O crescimento elevado naõ deve ser confundido com transformação estrutural, avisa o economista e docente universitário João de Sousa Kassinda.
Ao Jornal de Economia & Finanças (JEF), reagindo aos dados sobre as Contas Nacionais, referentes ao segundo trimestre de 2026, o docente da Faculdade de Ciências da Humanidade da Universidade do Namibe explica que os números publicados pelo Instituto Nacional de Estatística são suficientemente fortes para afirmar que a economia nacional atravessa uma fase de aceleração.
“Mas, por serem fortes, exigem uma leitura económica mais cuidadosa”, explica o académico, para quem a questão central deixa de ser o quanto se quer crescer e passa ser sobre que tipo de crescimento está por detrás dos expressivos 8,74%.
Sector Não Petrolífero cresce mais que o Petrolífero
Para João de Sousa Kassinda, o crescimento do sector Não Petrolífero em 9,24%, acima dos 5,64% do Petrolífero, não significa que o país tenha deixado de ser dependente do petróleo.
“Seria uma conclusão excessiva. Significa, porém, que a dinâmica trimestral da produção está a apresentar uma base relativamente mais diversificada. Esta distinção é fundamental”, esclarece o académico.

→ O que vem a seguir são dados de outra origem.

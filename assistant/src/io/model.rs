//! Chat-completions client for the remote model.
//!
//! The session only needs "submit history, receive assistant text or fail",
//! captured by [`ModelClient`]. Tests use scripted clients.

use std::time::Duration;

use anyhow::{Context, Result};
use serde::{Deserialize, Serialize};
use thiserror::Error;
use tracing::{debug, instrument, warn};

use crate::core::conversation::{Message, decode_content};
use crate::io::settings::Settings;

#[derive(Debug, Error)]
pub enum ModelError {
    #[error("model request failed: {0}")]
    Transport(String),

    #[error("model request timed out")]
    Timeout,

    #[error("model returned status {status}: {body}")]
    Status { status: u16, body: String },

    /// Reply was not JSON or had no `choices[0].message.content`.
    #[error("malformed model reply")]
    Malformed { raw: String },
}

impl From<reqwest::Error> for ModelError {
    fn from(e: reqwest::Error) -> Self {
        if e.is_timeout() {
            Self::Timeout
        } else {
            Self::Transport(e.to_string())
        }
    }
}

/// Submit the conversation, receive the assistant's reply text.
pub trait ModelClient {
    fn complete(&self, messages: &[Message]) -> Result<String, ModelError>;
}

/// Blocking client for an OpenAI-compatible chat-completions endpoint.
pub struct OpenAiClient {
    http: reqwest::blocking::Client,
    api_key: String,
    api_url: String,
    model: String,
    temperature: f32,
    max_tokens: u32,
}

impl OpenAiClient {
    pub fn new(api_key: &str, settings: &Settings) -> Result<Self> {
        let http = reqwest::blocking::Client::builder()
            .timeout(Duration::from_secs(settings.request_timeout_secs))
            .build()
            .context("build http client")?;
        Ok(Self {
            http,
            api_key: api_key.to_string(),
            api_url: settings.api_url.clone(),
            model: settings.model.clone(),
            temperature: settings.temperature,
            max_tokens: settings.max_tokens,
        })
    }
}

impl ModelClient for OpenAiClient {
    #[instrument(level = "info", skip_all, fields(model = %self.model, messages = messages.len()))]
    fn complete(&self, messages: &[Message]) -> Result<String, ModelError> {
        let request = ChatRequest {
            model: &self.model,
            messages,
            temperature: self.temperature,
            max_tokens: self.max_tokens,
        };

        let response = self
            .http
            .post(&self.api_url)
            .bearer_auth(&self.api_key)
            .json(&request)
            .send()?;

        let status = response.status();
        let body = response.text()?;
        if !status.is_success() {
            warn!(status = status.as_u16(), "model request rejected");
            return Err(ModelError::Status {
                status: status.as_u16(),
                body,
            });
        }
        debug!(bytes = body.len(), "model reply received");
        parse_reply(&body)
    }
}

#[derive(Serialize)]
struct ChatRequest<'a> {
    model: &'a str,
    messages: &'a [Message],
    temperature: f32,
    max_tokens: u32,
}

#[derive(Deserialize)]
struct ChatResponse {
    choices: Vec<ChatChoice>,
}

#[derive(Deserialize)]
struct ChatChoice {
    message: ChatChoiceMessage,
}

#[derive(Deserialize)]
struct ChatChoiceMessage {
    content: Option<String>,
}

/// Extract and percent-decode `choices[0].message.content`.
///
/// The model sees encoded history and may answer in kind, so its reply is
/// decoded before anything else looks at it.
pub fn parse_reply(raw: &str) -> Result<String, ModelError> {
    let malformed = || ModelError::Malformed {
        raw: raw.to_string(),
    };
    let parsed: ChatResponse = serde_json::from_str(raw).map_err(|_| malformed())?;
    parsed
        .choices
        .into_iter()
        .next()
        .and_then(|choice| choice.message.content)
        .map(|content| decode_content(&content))
        .ok_or_else(malformed)
}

Acrescentando, João de Sousa Kassinda explica que uma economia pode continuar estruturalmente dependente de uma determinada actividade e, simultaneamente, apresentar uma conjuntura em que outras actividades assumem maior protagonismo no crescimento.
Por outro lado, o docente da Universidade do Namibe entende que a Política Económica não deve se limitar a preservar uma taxa elevada de crescimento.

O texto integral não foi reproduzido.